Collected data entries
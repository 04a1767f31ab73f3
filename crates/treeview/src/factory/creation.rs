//! Provenance of factory-made nodes.

use std::fmt;
use std::sync::{Arc, OnceLock, Weak};

use super::{DataNodeFactory, SourceRef};
use crate::node::{DataNode, NodeRef};

/// Link from a node to the node it was made under.
///
/// A node that made its children may also hold them (a branch keeps its
/// child sources), so the usual link does not own the parent. Ancestors
/// built after the fact by [`DataNodeFactory::fill_in_ancestors`] have no
/// other owner and are held strongly.
enum ParentLink {
    Weak(Weak<dyn DataNode>),
    Owned(NodeRef),
}

impl ParentLink {
    fn get(&self) -> Option<NodeRef> {
        match self {
            Self::Weak(parent) => parent.upgrade(),
            Self::Owned(parent) => Some(parent.clone()),
        }
    }
}

/// Records how a node came to exist.
///
/// Set once on a node by [`DataNodeFactory::configure_data_node`] or
/// [`DataNodeFactory::make_data_node`]. The parent slot may be filled later by
/// [`DataNodeFactory::fill_in_ancestors`] when it was empty.
///
/// The parent recorded at creation is not kept alive by its children:
/// once every other handle to it is gone, [`parent`](Self::parent) returns
/// `None`.
pub struct CreationState {
    parent: OnceLock<ParentLink>,
    source: Option<SourceRef>,
    origin: Option<SourceRef>,
    label: Option<String>,
    child_factory: Arc<DataNodeFactory>,
    builder: Option<String>,
    factory_trace: Option<String>,
}

impl CreationState {
    pub(crate) fn new(
        parent: Option<&NodeRef>,
        source: Option<SourceRef>,
        child_factory: Arc<DataNodeFactory>,
    ) -> Self {
        let parent_slot = OnceLock::new();
        if let Some(parent) = parent {
            let _ = parent_slot.set(ParentLink::Weak(Arc::downgrade(parent)));
        }
        Self {
            parent: parent_slot,
            source,
            origin: None,
            label: None,
            child_factory,
            builder: None,
            factory_trace: None,
        }
    }

    pub(crate) fn with_origin(mut self, origin: Option<SourceRef>) -> Self {
        self.origin = origin;
        self
    }

    pub(crate) fn with_label(mut self, label: Option<String>) -> Self {
        self.label = label;
        self
    }

    pub(crate) fn with_builder(mut self, builder: &str, trace: Option<String>) -> Self {
        self.builder = Some(builder.to_string());
        self.factory_trace = trace;
        self
    }

    pub(crate) fn with_owned_parent(self, parent: NodeRef) -> Self {
        let _ = self.parent.set(ParentLink::Owned(parent));
        self
    }

    /// The node this one was made as a child of, while it is still alive.
    pub fn parent(&self) -> Option<NodeRef> {
        self.parent.get().and_then(ParentLink::get)
    }

    /// Fill the parent slot with an ancestor this node owns, if the slot is
    /// still empty.
    pub(crate) fn set_owned_parent(&self, parent: NodeRef) -> bool {
        self.parent.set(ParentLink::Owned(parent)).is_ok()
    }

    /// The object the node was made from.
    pub fn source(&self) -> Option<&SourceRef> {
        self.source.as_ref()
    }

    /// The logical origin derived from the source.
    pub fn origin(&self) -> Option<&SourceRef> {
        self.origin.as_ref()
    }

    /// Display label derived from the source.
    pub fn label(&self) -> Option<&str> {
        self.label.as_deref()
    }

    /// Factory the node should use to make its own children.
    pub fn child_factory(&self) -> &Arc<DataNodeFactory> {
        &self.child_factory
    }

    /// Name of the builder that made the node.
    pub fn builder(&self) -> Option<&str> {
        self.builder.as_deref()
    }

    /// Record of the builders tried, kept when the factory is in debug mode.
    pub fn factory_trace(&self) -> Option<&str> {
        self.factory_trace.as_deref()
    }
}

impl fmt::Debug for CreationState {
    fn fmt(&self, f: &mut fmt::Formatter<'_>) -> fmt::Result {
        f.debug_struct("CreationState")
            .field("parent", &self.parent().map(|p| p.name()))
            .field("source", &self.source)
            .field("origin", &self.origin)
            .field("label", &self.label)
            .field("builder", &self.builder)
            .finish()
    }
}
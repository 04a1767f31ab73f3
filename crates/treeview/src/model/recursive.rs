//! Eager expansion of a whole subtree.
//!
//! Walks depth-first, expanding each node on the walking thread before
//! descending into the children it produced. A node that another expander
//! is still working on is refreshed and expanded again, so when the walk
//! returns without being cancelled, every node below the start has been
//! fully expanded at least once.

use std::sync::Arc;
use std::thread::{self, JoinHandle};

use parking_lot::Mutex;
use tracing::debug;
use treeview_core::logging::{PerfSpan, span_names, targets};
use treeview_core::{CancellationToken, CoreError};

use super::expander::NodeExpander;
use super::tree_model::DataNodeTreeModel;
use crate::error::{Result, TreeError};
use crate::node::NodeRef;

/// Thread name prefix for [`spawn_recursive_expand`].
pub const RECURSIVE_EXPANDER_PREFIX: &str = "Recursive expander";

type CurrentExpander = Arc<Mutex<Option<Arc<NodeExpander>>>>;

/// Expand `node` and everything below it on the calling thread.
///
/// Cancelling `token` stops the expander currently running and ends the
/// walk before the next node. Nodes removed from the model during the walk
/// are skipped.
pub fn recursive_expand(
    model: &DataNodeTreeModel,
    node: &NodeRef,
    token: &CancellationToken,
) -> Result<()> {
    let _span = tracing::debug_span!(
        target: targets::EXPANDER,
        "recursive_expand",
        name = span_names::RECURSIVE_EXPAND,
        node = %node.label()
    )
    .entered();
    let _perf = PerfSpan::new("recursive_expand");

    let current: CurrentExpander = Arc::new(Mutex::new(None));
    let on_cancel = current.clone();
    token.on_cancel(move || {
        if let Some(expander) = on_cancel.lock().as_ref() {
            expander.stop();
        }
    });

    expand_subtree(model, node, token, &current)?;
    if token.is_cancelled() {
        debug!(target: targets::EXPANDER, "recursive expansion cancelled");
    }
    Ok(())
}

fn expand_subtree(
    model: &DataNodeTreeModel,
    node: &NodeRef,
    token: &CancellationToken,
    current: &CurrentExpander,
) -> Result<()> {
    if token.is_cancelled() {
        return Ok(());
    }

    if let Some(expander) = model.claim_expansion(node)? {
        *current.lock() = Some(expander.clone());
        if token.is_cancelled() {
            expander.stop();
        }
        expander.expand_node();
        *current.lock() = None;
    }

    for child in model.current_children(node)? {
        if token.is_cancelled() {
            break;
        }
        match expand_subtree(model, &child, token, current) {
            Err(TreeError::NodeNotInModel { .. }) => {
                debug!(target: targets::EXPANDER, node = %child.label(), "node left the model, skipped");
            }
            other => other?,
        }
    }
    Ok(())
}

/// Run [`recursive_expand`] on a background thread named
/// `"Recursive expander: <node name>"`.
pub fn spawn_recursive_expand(
    model: &DataNodeTreeModel,
    node: &NodeRef,
) -> Result<RecursiveExpansion> {
    let name = format!("{RECURSIVE_EXPANDER_PREFIX}: {}", node.name());
    let token = CancellationToken::new();

    let (model, node, worker_token) = (model.clone(), node.clone(), token.clone());
    let handle = thread::Builder::new()
        .name(name.clone())
        .spawn(move || recursive_expand(&model, &node, &worker_token))
        .map_err(|e| CoreError::thread_spawn(name.clone(), e))?;

    Ok(RecursiveExpansion {
        name,
        token,
        handle,
    })
}

/// Handle to a background [`recursive_expand`].
///
/// Dropping the handle lets the walk carry on detached.
#[derive(Debug)]
pub struct RecursiveExpansion {
    name: String,
    token: CancellationToken,
    handle: JoinHandle<Result<()>>,
}

impl RecursiveExpansion {
    /// Name of the worker thread.
    pub fn name(&self) -> &str {
        &self.name
    }

    /// Ask the walk to stop as soon as possible.
    pub fn cancel(&self) {
        self.token.cancel();
    }

    pub fn is_cancelled(&self) -> bool {
        self.token.is_cancelled()
    }

    pub fn is_finished(&self) -> bool {
        self.handle.is_finished()
    }

    /// Wait for the walk to end and return its outcome.
    pub fn join(self) -> Result<()> {
        match self.handle.join() {
            Ok(result) => result,
            Err(_) => Err(CoreError::ThreadPanicked { name: self.name }.into()),
        }
    }
}
//! Notifications emitted by [`DataNodeTreeModel`](super::DataNodeTreeModel).

use std::fmt;

use crate::node::NodeRef;

/// A change to the model's tree.
///
/// Every event is delivered on the dispatch thread. `path` runs from the
/// root down to the parent whose children changed, or, for
/// [`StructureChanged`](Self::StructureChanged), down to the node whose
/// whole subtree should be re-read.
#[derive(Clone)]
pub enum TreeModelEvent {
    /// Children were inserted at `indices` under the end of `path`.
    NodesInserted {
        path: Vec<NodeRef>,
        indices: Vec<usize>,
        children: Vec<NodeRef>,
    },
    /// Children formerly at `indices` under the end of `path` were removed.
    NodesRemoved {
        path: Vec<NodeRef>,
        indices: Vec<usize>,
        children: Vec<NodeRef>,
    },
    /// Children at `indices` changed appearance but not structure.
    NodesChanged {
        path: Vec<NodeRef>,
        indices: Vec<usize>,
        children: Vec<NodeRef>,
    },
    /// Everything below the end of `path` may have changed.
    StructureChanged { path: Vec<NodeRef> },
}

impl TreeModelEvent {
    /// The path carried by the event.
    pub fn path(&self) -> &[NodeRef] {
        match self {
            Self::NodesInserted { path, .. }
            | Self::NodesRemoved { path, .. }
            | Self::NodesChanged { path, .. }
            | Self::StructureChanged { path } => path,
        }
    }

    /// Child indices carried by the event; empty for structure changes.
    pub fn indices(&self) -> &[usize] {
        match self {
            Self::NodesInserted { indices, .. }
            | Self::NodesRemoved { indices, .. }
            | Self::NodesChanged { indices, .. } => indices,
            Self::StructureChanged { .. } => &[],
        }
    }

    /// Child nodes carried by the event; empty for structure changes.
    pub fn children(&self) -> &[NodeRef] {
        match self {
            Self::NodesInserted { children, .. }
            | Self::NodesRemoved { children, .. }
            | Self::NodesChanged { children, .. } => children,
            Self::StructureChanged { .. } => &[],
        }
    }

    /// Short name of the event kind, for logging.
    pub fn kind(&self) -> &'static str {
        match self {
            Self::NodesInserted { .. } => "nodes_inserted",
            Self::NodesRemoved { .. } => "nodes_removed",
            Self::NodesChanged { .. } => "nodes_changed",
            Self::StructureChanged { .. } => "structure_changed",
        }
    }
}

impl fmt::Debug for TreeModelEvent {
    fn fmt(&self, f: &mut fmt::Formatter<'_>) -> fmt::Result {
        let path: Vec<String> = self.path().iter().map(|n| n.label()).collect();
        let children: Vec<String> = self.children().iter().map(|n| n.label()).collect();
        f.debug_struct("TreeModelEvent")
            .field("kind", &self.kind())
            .field("path", &path)
            .field("indices", &self.indices())
            .field("children", &children)
            .finish()
    }
}

#[cfg(test)]
mod tests {
    use std::sync::Arc;

    use super::*;
    use crate::nodes::BranchDataNode;

    #[test]
    fn test_accessors() {
        let root: NodeRef = Arc::new(BranchDataNode::new("root", Vec::new()));
        let child: NodeRef = Arc::new(BranchDataNode::new("child", Vec::new()));

        let inserted = TreeModelEvent::NodesInserted {
            path: vec![root.clone()],
            indices: vec![3],
            children: vec![child.clone()],
        };
        assert_eq!(inserted.kind(), "nodes_inserted");
        assert_eq!(inserted.indices(), [3]);
        assert!(crate::same_node(&inserted.children()[0], &child));

        let changed = TreeModelEvent::StructureChanged {
            path: vec![root, child],
        };
        assert_eq!(changed.path().len(), 2);
        assert!(changed.indices().is_empty());
        assert!(format!("{changed:?}").contains("structure_changed"));
    }
}
//! Configuration for tree models and node factories.
//!
//! Loaded from TOML; every field has a default, so an empty document is a
//! valid configuration.
//!
//! ```
//! use treeview::TreeViewConfig;
//!
//! let config = TreeViewConfig::from_toml_str(r#"
//!     [expander]
//!     thread_name_prefix = "Expand"
//!
//!     [factory]
//!     preferred = ["Directory"]
//! "#).unwrap();
//!
//! assert_eq!(config.expander.thread_name_prefix, "Expand");
//! assert_eq!(config.dispatcher.thread_name, "treeview-dispatch");
//! ```

use std::path::Path;

use serde::{Deserialize, Serialize};
use treeview_core::{DEFAULT_DISPATCH_THREAD, DispatcherConfig};

use crate::error::ConfigError;

/// Default prefix of expander thread names.
pub const DEFAULT_EXPANDER_PREFIX: &str = "Node expander";

/// Top-level configuration.
#[derive(Debug, Clone, Default, PartialEq, Eq, Serialize, Deserialize)]
#[serde(default)]
pub struct TreeViewConfig {
    pub expander: ExpanderConfig,
    pub dispatcher: DispatchSettings,
    pub factory: FactoryConfig,
}

impl TreeViewConfig {
    /// Parse a configuration from TOML text.
    pub fn from_toml_str(text: &str) -> Result<Self, ConfigError> {
        Ok(toml::from_str(text)?)
    }

    /// Read a configuration from a TOML file.
    pub fn from_file(path: impl AsRef<Path>) -> Result<Self, ConfigError> {
        let path = path.as_ref();
        let text = std::fs::read_to_string(path).map_err(|e| ConfigError::io(path, e))?;
        Self::from_toml_str(&text)
    }
}

/// Background expansion settings.
#[derive(Debug, Clone, PartialEq, Eq, Serialize, Deserialize)]
#[serde(default)]
pub struct ExpanderConfig {
    /// Expander threads are named `"<prefix>: <node name>"`.
    pub thread_name_prefix: String,
    /// Stack size of expander threads in bytes; 0 uses the platform default.
    pub stack_size: usize,
}

impl Default for ExpanderConfig {
    fn default() -> Self {
        Self {
            thread_name_prefix: DEFAULT_EXPANDER_PREFIX.to_string(),
            stack_size: 0,
        }
    }
}

impl ExpanderConfig {
    pub(crate) fn thread_name(&self, node_name: &str) -> String {
        format!("{}: {}", self.thread_name_prefix, node_name)
    }
}

/// Event-dispatch thread settings.
#[derive(Debug, Clone, PartialEq, Eq, Serialize, Deserialize)]
#[serde(default)]
pub struct DispatchSettings {
    pub thread_name: String,
}

impl Default for DispatchSettings {
    fn default() -> Self {
        Self {
            thread_name: DEFAULT_DISPATCH_THREAD.to_string(),
        }
    }
}

impl From<&DispatchSettings> for DispatcherConfig {
    fn from(settings: &DispatchSettings) -> Self {
        DispatcherConfig::with_name(settings.thread_name.clone())
    }
}

/// Node factory settings, by node type name.
#[derive(Debug, Clone, Default, PartialEq, Eq, Serialize, Deserialize)]
#[serde(default)]
pub struct FactoryConfig {
    /// Record a builder trace on each created node.
    pub debug: bool,
    /// Types whose builders move to the head of the list, first listed first.
    pub preferred: Vec<String>,
    /// Types whose builders move to the tail of the list.
    pub deprecated: Vec<String>,
    /// Types never produced.
    pub shunned: Vec<String>,
}

#[cfg(test)]
mod tests {
    use super::*;

    #[test]
    fn test_empty_config_is_default() {
        let config = TreeViewConfig::from_toml_str("").unwrap();
        assert_eq!(config, TreeViewConfig::default());
        assert_eq!(config.expander.thread_name("data"), "Node expander: data");
    }

    #[test]
    fn test_full_config() {
        let config = TreeViewConfig::from_toml_str(
            r#"
            [expander]
            thread_name_prefix = "Exp"
            stack_size = 65536

            [dispatcher]
            thread_name = "ui"

            [factory]
            debug = true
            preferred = ["Directory"]
            deprecated = ["File"]
            shunned = ["Error"]
            "#,
        )
        .unwrap();

        assert_eq!(config.expander.stack_size, 65536);
        assert_eq!(DispatcherConfig::from(&config.dispatcher).thread_name, "ui");
        assert!(config.factory.debug);
        assert_eq!(config.factory.preferred, ["Directory"]);
        assert_eq!(config.factory.shunned, ["Error"]);
    }

    #[test]
    fn test_invalid_config() {
        let err = TreeViewConfig::from_toml_str("[expander]\nstack_size = \"big\"").unwrap_err();
        assert!(matches!(err, ConfigError::Parse(_)));
    }

    #[test]
    fn test_config_file_round_trip() {
        let dir = tempfile::tempdir().unwrap();
        let path = dir.path().join("treeview.toml");
        let mut config = TreeViewConfig::default();
        config.factory.preferred.push("Directory".to_string());
        std::fs::write(&path, toml::to_string(&config).unwrap()).unwrap();

        assert_eq!(TreeViewConfig::from_file(&path).unwrap(), config);

        let missing = TreeViewConfig::from_file(dir.path().join("missing.toml"));
        assert!(matches!(missing, Err(ConfigError::Io { .. })));
    }
}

## Exercise requirements:
For the string "matches", show each line of the entries above where it occurs.

## Task result:
        assert!(matches!(err, ConfigError::Parse(_)));
        assert!(matches!(missing, Err(ConfigError::Io { .. })));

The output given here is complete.